Requirement
Go through the records, and copy each line in which the string "east" is present.

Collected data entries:
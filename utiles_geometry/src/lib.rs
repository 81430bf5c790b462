//! Geometry-to-tile-set rasterization: GeoJSON ingestion, polygon/line
//! cover, edge extraction, and tile-boundary GeoJSON emission.
//!
//! Built on [`utiles_core::Tile`]; has no knowledge of storage.

pub mod cover;
pub mod edges;
pub mod geojson_ingest;
pub mod shapes;

pub use cover::{cover, cover_all, cover_range};
pub use edges::edges;
pub use geojson_ingest::{parse as parse_geojson, ParsedGeometries};
pub use shapes::{bbox_array, shape, shapes_collection, ShapeOptions};
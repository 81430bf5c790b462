//! `shapes [--precision P] [--mercator] [--bbox|--feature] [--collect] [--extents] [--buffer B] [--seq]`:
//! render each input tile as GeoJSON.

use crate::stdin_stream::{read_values, write_value};
use crate::tools::common::tile_from_value;
use anyhow::Result;
use clap::Args;
use std::io::Write;
use utiles_geometry::{bbox_array, shape, shapes_collection, ShapeOptions};

#[derive(Args, Debug)]
pub struct Subcommand {
	#[arg(long)]
	pub precision: Option<u8>,

	#[arg(long)]
	pub mercator: bool,

	/// Emit a bare `[west, south, east, north]` array instead of a polygon feature.
	#[arg(long, conflicts_with = "feature")]
	pub bbox: bool,

	/// Emit a GeoJSON Feature (the default; accepted for symmetry with `--bbox`).
	#[arg(long)]
	pub feature: bool,

	/// Gather every tile into one `FeatureCollection` instead of one feature per line.
	#[arg(long)]
	pub collect: bool,

	/// Only report `{x, y, z}` extents, no geometry.
	#[arg(long)]
	pub extents: bool,

	#[arg(long, default_value_t = 0.0)]
	pub buffer: f64,

	#[arg(long)]
	pub seq: bool,
}

pub fn run(args: &Subcommand) -> Result<()> {
	let stdin = std::io::stdin();
	let tiles: Vec<_> = read_values(stdin.lock())?
		.iter()
		.map(tile_from_value)
		.collect::<Result<_>>()?;

	let opts = ShapeOptions {
		precision: args.precision,
		mercator: args.mercator,
		bbox: args.bbox,
		buffer: args.buffer,
	};

	let stdout = std::io::stdout();
	let mut out = stdout.lock();

	if args.extents {
		for tile in tiles {
			writeln!(out, "{}", serde_json::json!({"x": tile.x, "y": tile.y, "z": tile.z}))?;
		}
		return Ok(());
	}

	if args.bbox {
		for tile in tiles {
			write_value(&mut out, &serde_json::json!(bbox_array(tile, opts)), args.seq)?;
		}
		return Ok(());
	}

	if args.collect {
		let collection = shapes_collection(tiles, opts);
		serde_json::to_writer(&mut out, &collection)?;
		writeln!(out)?;
		return Ok(());
	}

	for tile in tiles {
		let feature = shape(tile, opts);
		write_value(&mut out, &serde_json::to_value(&feature)?, args.seq)?;
	}
	Ok(())
}
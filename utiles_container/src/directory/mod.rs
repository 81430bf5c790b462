//! `<z>/<x>/<y>.<ext>` directory-pyramid tile storage, with a sibling
//! `metadata.json`.

mod reader;
mod writer;

pub use reader::DirectoryReader;
pub use writer::DirectoryWriter;

use anyhow::Result;
use std::path::Path;

/// Recursively remove a directory tree. A thin, named wrapper around
/// `fs::remove_dir_all` so the CLI's `rimraf` command reads as a deliberate
/// tile-pyramid operation rather than a raw filesystem call.
pub fn rimraf(path: &Path) -> Result<()> {
	if path.exists() {
		std::fs::remove_dir_all(path)?;
	}
	Ok(())
}
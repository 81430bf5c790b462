//! The `cp` copy/transcode engine: stream tiles out of one source and into
//! another, filtered by zoom/bbox, resolving write conflicts per policy.
//!
//! Tiles are pulled lazily, one at a time, out of the source's
//! [`TileSource::iter_tiles`] and handed to a single writer thread owning
//! the destination connection over a bounded channel — this keeps exactly
//! one thread touching the destination at a time (SQLite write transactions
//! don't parallelize), and keeps peak memory bounded by the channel depth
//! and the writer's batch size rather than the total tile count.

use crate::directory::{DirectoryReader, DirectoryWriter};
use crate::mbtiles::{ConflictPolicy, MbtilesReader, MbtilesWriter};
use crate::schema::DbType;
use crate::source::TileSource;
use anyhow::{Context, Result};
use std::path::{Path, PathBuf};
use std::sync::mpsc::sync_channel;
use std::thread;
use utiles_core::{LngLatBbox, Tile};

/// Channel depth between the producer and writer threads; bounds how far
/// the producer can read ahead of the writer.
const CHANNEL_DEPTH: usize = 256;
/// Tiles per write transaction.
const BATCH_SIZE: usize = 1000;

/// Filters and policy for a `cp` run.
#[derive(Debug, Clone, Default)]
pub struct CopyOptions {
	pub zoom_range: Option<(u8, u8)>,
	pub bbox: Option<LngLatBbox>,
	pub conflict: ConflictPolicy,
	pub dst_db_type: DbType,
	pub dst_page_size: Option<i64>,
}

/// Summary of a completed copy.
#[derive(Debug, Clone, Copy, Default)]
pub struct CopyReport {
	pub tiles_seen: usize,
	pub tiles_written: usize,
}

/// Copy every tile from `src` (MBTiles file or directory pyramid) into
/// `dst`, creating it if necessary. `dst` is treated as an MBTiles file
/// when it has a `.mbtiles` extension, and as a directory pyramid
/// otherwise.
pub fn copy(src: &Path, dst: &Path, opts: CopyOptions) -> Result<CopyReport> {
	let source = TileSource::open(src).with_context(|| format!("opening source {src:?}"))?;

	let (tx, rx) = sync_channel::<(Tile, Vec<u8>)>(CHANNEL_DEPTH);
	let dst_is_mbtiles = dst.extension().and_then(|e| e.to_str()) == Some("mbtiles");
	let dst_path: PathBuf = dst.to_path_buf();
	let conflict = opts.conflict;
	let db_type = opts.dst_db_type;
	let page_size = opts.dst_page_size;

	let writer_handle = thread::spawn(move || -> Result<usize> {
		let mut written = 0usize;
		if dst_is_mbtiles {
			let mut writer = MbtilesWriter::create(&dst_path, db_type, page_size)?;
			writer.begin_bulk_load()?;
			let mut batch = Vec::with_capacity(BATCH_SIZE);
			while let Ok(item) = rx.recv() {
				batch.push(item);
				if batch.len() >= BATCH_SIZE {
					written += writer.insert_tiles_batch(&batch, conflict)?;
					batch.clear();
				}
			}
			if !batch.is_empty() {
				written += writer.insert_tiles_batch(&batch, conflict)?;
			}
			writer.finalize()?;
		} else {
			let writer = DirectoryWriter::new(dst_path);
			while let Ok((tile, data)) = rx.recv() {
				let format = utiles_core::sniff(&data).format;
				writer.write_tile(tile, &data, format)?;
				written += 1;
			}
		}
		Ok(written)
	});

	// Pull tiles out of the source lazily and hand them straight to the
	// writer thread: peak memory is bounded by the channel depth and the
	// writer's own batch size, not by the total tile count.
	let mut tiles_seen = 0usize;
	for row in source.iter_tiles() {
		let (tile, data, _tile_type) = row?;
		if !passes_filters(tile, &opts) {
			continue;
		}
		tiles_seen += 1;
		tx.send((tile, data)).context("sending tile to writer thread")?;
	}
	drop(tx);

	let tiles_written = writer_handle
		.join()
		.map_err(|_| anyhow::anyhow!("copy writer thread panicked"))??;

	Ok(CopyReport {
		tiles_seen,
		tiles_written,
	})
}

fn passes_filters(tile: Tile, opts: &CopyOptions) -> bool {
	if let Some((z0, z1)) = opts.zoom_range {
		if tile.z < z0 || tile.z > z1 {
			return false;
		}
	}
	if let Some(bbox) = &opts.bbox {
		let tb = tile.bounds();
		let overlaps = tb.west < bbox.east && tb.east > bbox.west && tb.south < bbox.north && tb.north > bbox.south;
		if !overlaps {
			return false;
		}
	}
	true
}

/// Re-open a path as a [`MbtilesReader`] for callers (e.g. `info`) that
/// specifically need MBTiles introspection rather than the source-agnostic
/// [`TileSource`] view.
pub fn open_mbtiles(path: &Path) -> Result<MbtilesReader> {
	MbtilesReader::open(path)
}

/// Re-open a path as a [`DirectoryReader`].
pub fn open_directory(path: &Path) -> Result<DirectoryReader> {
	DirectoryReader::open(path)
}

#[cfg(test)]
mod tests {
	use super::*;
	use crate::mbtiles::MbtilesWriter;
	use assert_fs::NamedTempFile;

	#[test]
	fn copies_all_tiles_between_mbtiles_files() {
		let src_file = NamedTempFile::new("src.mbtiles").unwrap();
		let mut writer = MbtilesWriter::create(&src_file, DbType::Flat, None).unwrap();
		for i in 0..4u32 {
			writer
				.insert_tile(Tile::new(i, 0, 2).unwrap(), b"payload", ConflictPolicy::Throw)
				.unwrap();
		}
		drop(writer);

		let dst_file = NamedTempFile::new("dst.mbtiles").unwrap();
		let report = copy(&src_file, &dst_file, CopyOptions::default()).unwrap();
		assert_eq!(report.tiles_seen, 4);
		assert_eq!(report.tiles_written, 4);

		let reader = MbtilesReader::open(&dst_file).unwrap();
		assert_eq!(reader.tile_count().unwrap(), 4);
	}

	#[test]
	fn zoom_filter_excludes_other_levels() {
		let src_file = NamedTempFile::new("src2.mbtiles").unwrap();
		let mut writer = MbtilesWriter::create(&src_file, DbType::Flat, None).unwrap();
		writer
			.insert_tile(Tile::new(0, 0, 1).unwrap(), b"a", ConflictPolicy::Throw)
			.unwrap();
		writer
			.insert_tile(Tile::new(0, 0, 2).unwrap(), b"b", ConflictPolicy::Throw)
			.unwrap();
		drop(writer);

		let dst_file = NamedTempFile::new("dst2.mbtiles").unwrap();
		let opts = CopyOptions {
			zoom_range: Some((2, 2)),
			..Default::default()
		};
		let report = copy(&src_file, &dst_file, opts).unwrap();
		assert_eq!(report.tiles_written, 1);
	}

	/// Every tile of the complete world pyramid from z0 through z4: `4^z`
	/// tiles per level, `1+4+16+64+256 = 341` tiles total.
	fn full_world_pyramid(path: &Path) {
		let mut writer = MbtilesWriter::create(path, DbType::Flat, None).unwrap();
		for z in 0..=4u8 {
			for y in 0..(1u32 << z) {
				for x in 0..(1u32 << z) {
					let data = format!("payload-{x}-{y}-{z}");
					writer
						.insert_tile(Tile::new(x, y, z).unwrap(), data.as_bytes(), ConflictPolicy::Throw)
						.unwrap();
				}
			}
		}
	}

	#[test]
	fn zoom_ranged_copy_then_backfill_reaches_the_full_pyramid() {
		let src_file = NamedTempFile::new("world.mbtiles").unwrap();
		full_world_pyramid(&src_file);

		let dst_file = NamedTempFile::new("world_out.mbtiles").unwrap();
		let high = copy(
			&src_file,
			&dst_file,
			CopyOptions {
				zoom_range: Some((3, 4)),
				..Default::default()
			},
		)
		.unwrap();
		assert_eq!(high.tiles_written, 4usize.pow(3) + 4usize.pow(4));
		assert_eq!(high.tiles_written, 320);

		let low = copy(
			&src_file,
			&dst_file,
			CopyOptions {
				zoom_range: Some((0, 2)),
				..Default::default()
			},
		)
		.unwrap();
		assert_eq!(low.tiles_written, 21);

		let reader = MbtilesReader::open(&dst_file).unwrap();
		assert_eq!(reader.tile_count().unwrap(), 341);

		let overlap = copy(
			&src_file,
			&dst_file,
			CopyOptions {
				zoom_range: Some((3, 4)),
				..Default::default()
			},
		);
		assert!(overlap.is_err(), "re-copying the same tiles under Throw must conflict");
	}

	#[test]
	fn bbox_filter_on_half_the_world_keeps_half_the_zoom_ranged_tiles() {
		let src_file = NamedTempFile::new("world2.mbtiles").unwrap();
		full_world_pyramid(&src_file);

		let dst_file = NamedTempFile::new("world2_out.mbtiles").unwrap();
		let report = copy(
			&src_file,
			&dst_file,
			CopyOptions {
				zoom_range: Some((3, 4)),
				bbox: Some(LngLatBbox::new(-180.0, -90.0, 0.0, 90.0)),
				..Default::default()
			},
		)
		.unwrap();
		assert_eq!(report.tiles_written, (4usize.pow(3) + 4usize.pow(4)) / 2);
	}
}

Result of the task
	/// Emit a bare `[west, south, east, north]` array instead of a polygon feature.
		let overlaps = tb.west < bbox.east && tb.east > bbox.west && tb.south < bbox.north && tb.north > bbox.south;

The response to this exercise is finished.